(Stored items)
Segment Open
use anyhow::{Context, Result};
use std::path::{Path, PathBuf};

/// Fichier annuel présent dans le répertoire de données.
#[derive(Debug, Clone, PartialEq, Eq)]
pub struct YearFile {
    pub year: i32,
    pub path: PathBuf,
}

pub fn default_data_dir() -> PathBuf {
    let mut path = std::env::current_dir().unwrap_or_default();
    path.push("data");
    path
}

pub fn year_file_name(prefix: &str, year: i32) -> String {
    format!("{prefix}-{year}.csv")
}

pub fn year_file_path(data_dir: &Path, prefix: &str, year: i32) -> PathBuf {
    data_dir.join(year_file_name(prefix, year))
}

pub fn ensure_data_dir(data_dir: &Path) -> Result<()> {
    std::fs::create_dir_all(data_dir)
        .with_context(|| format!("Impossible de créer le répertoire {:?}", data_dir))
}

/// Écrit le contenu brut d'une année, en remplaçant le fichier existant.
pub fn save_year(data_dir: &Path, prefix: &str, year: i32, content: &str) -> Result<PathBuf> {
    ensure_data_dir(data_dir)?;
    let path = year_file_path(data_dir, prefix, year);
    std::fs::write(&path, content)
        .with_context(|| format!("Impossible d'écrire {:?}", path))?;
    Ok(path)
}

/// Liste les fichiers `.csv` du répertoire, triés par nom.
///
/// Un répertoire absent donne une liste vide.
pub fn list_data_files(data_dir: &Path) -> Result<Vec<PathBuf>> {
    if !data_dir.exists() {
        log::warn!("Répertoire de données absent : {}", data_dir.display());
        return Ok(Vec::new());
    }

    let entries = std::fs::read_dir(data_dir)
        .with_context(|| format!("Impossible de lire le répertoire {:?}", data_dir))?;

    let mut files = Vec::new();
    for entry in entries {
        let path = entry?.path();
        let is_csv = path.extension().is_some_and(|ext| ext == "csv");
        if is_csv && path.is_file() {
            files.push(path);
        }
    }
    files.sort();
    Ok(files)
}

/// Fichiers annuels correspondant au préfixe, triés par année.
pub fn list_year_files(data_dir: &Path, prefix: &str) -> Result<Vec<YearFile>> {
    let mut years: Vec<YearFile> = list_data_files(data_dir)?
        .into_iter()
        .filter_map(|path| {
            let stem = path.file_stem()?.to_str()?;
            let year = stem.strip_prefix(prefix)?.strip_prefix('-')?.parse().ok()?;
            Some(YearFile { year, path })
        })
        .collect();
    years.sort_by_key(|f| f.year);
    Ok(years)
}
Segment Closed
## Try it
All the records, from start to finish, are to be repeated exactly.

## Result for this exercise
use anyhow::{Context, Result};
use std::path::{Path, PathBuf};

/// Fichier annuel présent dans le répertoire de données.
#[derive(Debug, Clone, PartialEq, Eq)]
pub struct YearFile {
    pub year: i32,
    pub path: PathBuf,
}

pub fn default_data_dir() -> PathBuf {
    let mut path = std::env::current_dir().unwrap_or_default();
    path.push("data");
    path
}

pub fn year_file_name(prefix: &str, year: i32) -> String {
    format!("{prefix}-{year}.csv")
}

pub fn year_file_path(data_dir: &Path, prefix: &str, year: i32) -> PathBuf {
    data_dir.join(year_file_name(prefix, year))
}

pub fn ensure_data_dir(data_dir: &Path) -> Result<()> {
    std::fs::create_dir_all(data_dir)
        .with_context(|| format!("Impossible de créer le répertoire {:?}", data_dir))
}

/// Écrit le contenu brut d'une année, en remplaçant le fichier existant.
pub fn save_year(data_dir: &Path, prefix: &str, year: i32, content: &str) -> Result<PathBuf> {
    ensure_data_dir(data_dir)?;
    let path = year_file_path(data_dir, prefix, year);
    std::fs::write(&path, content)
        .with_context(|| format!("Impossible d'écrire {:?}", path))?;
    Ok(path)
}

/// Liste les fichiers `.csv` du répertoire, triés par nom.
///
/// Un répertoire absent donne une liste vide.
pub fn list_data_files(data_dir: &Path) -> Result<Vec<PathBuf>> {
    if !data_dir.exists() {
        log::warn!("Répertoire de données absent : {}", data_dir.display());
        return Ok(Vec::new());
    }

    let entries = std::fs::read_dir(data_dir)
        .with_context(|| format!("Impossible de lire le répertoire {:?}", data_dir))?;

    let mut files = Vec::new();
    for entry in entries {
        let path = entry?.path();
        let is_csv = path.extension().is_some_and(|ext| ext == "csv");
        if is_csv && path.is_file() {
            files.push(path);
        }
    }
    files.sort();
    Ok(files)
}

/// Fichiers annuels correspondant au préfixe, triés par année.
pub fn list_year_files(data_dir: &Path, prefix: &str) -> Result<Vec<YearFile>> {
    let mut years: Vec<YearFile> = list_data_files(data_dir)?
        .into_iter()
        .filter_map(|path| {
            let stem = path.file_stem()?.to_str()?;
            let year = stem.strip_prefix(prefix)?.strip_prefix('-')?.parse().ok()?;
            Some(YearFile { year, path })
        })
        .collect();
    years.sort_by_key(|f| f.year);
    Ok(years)
}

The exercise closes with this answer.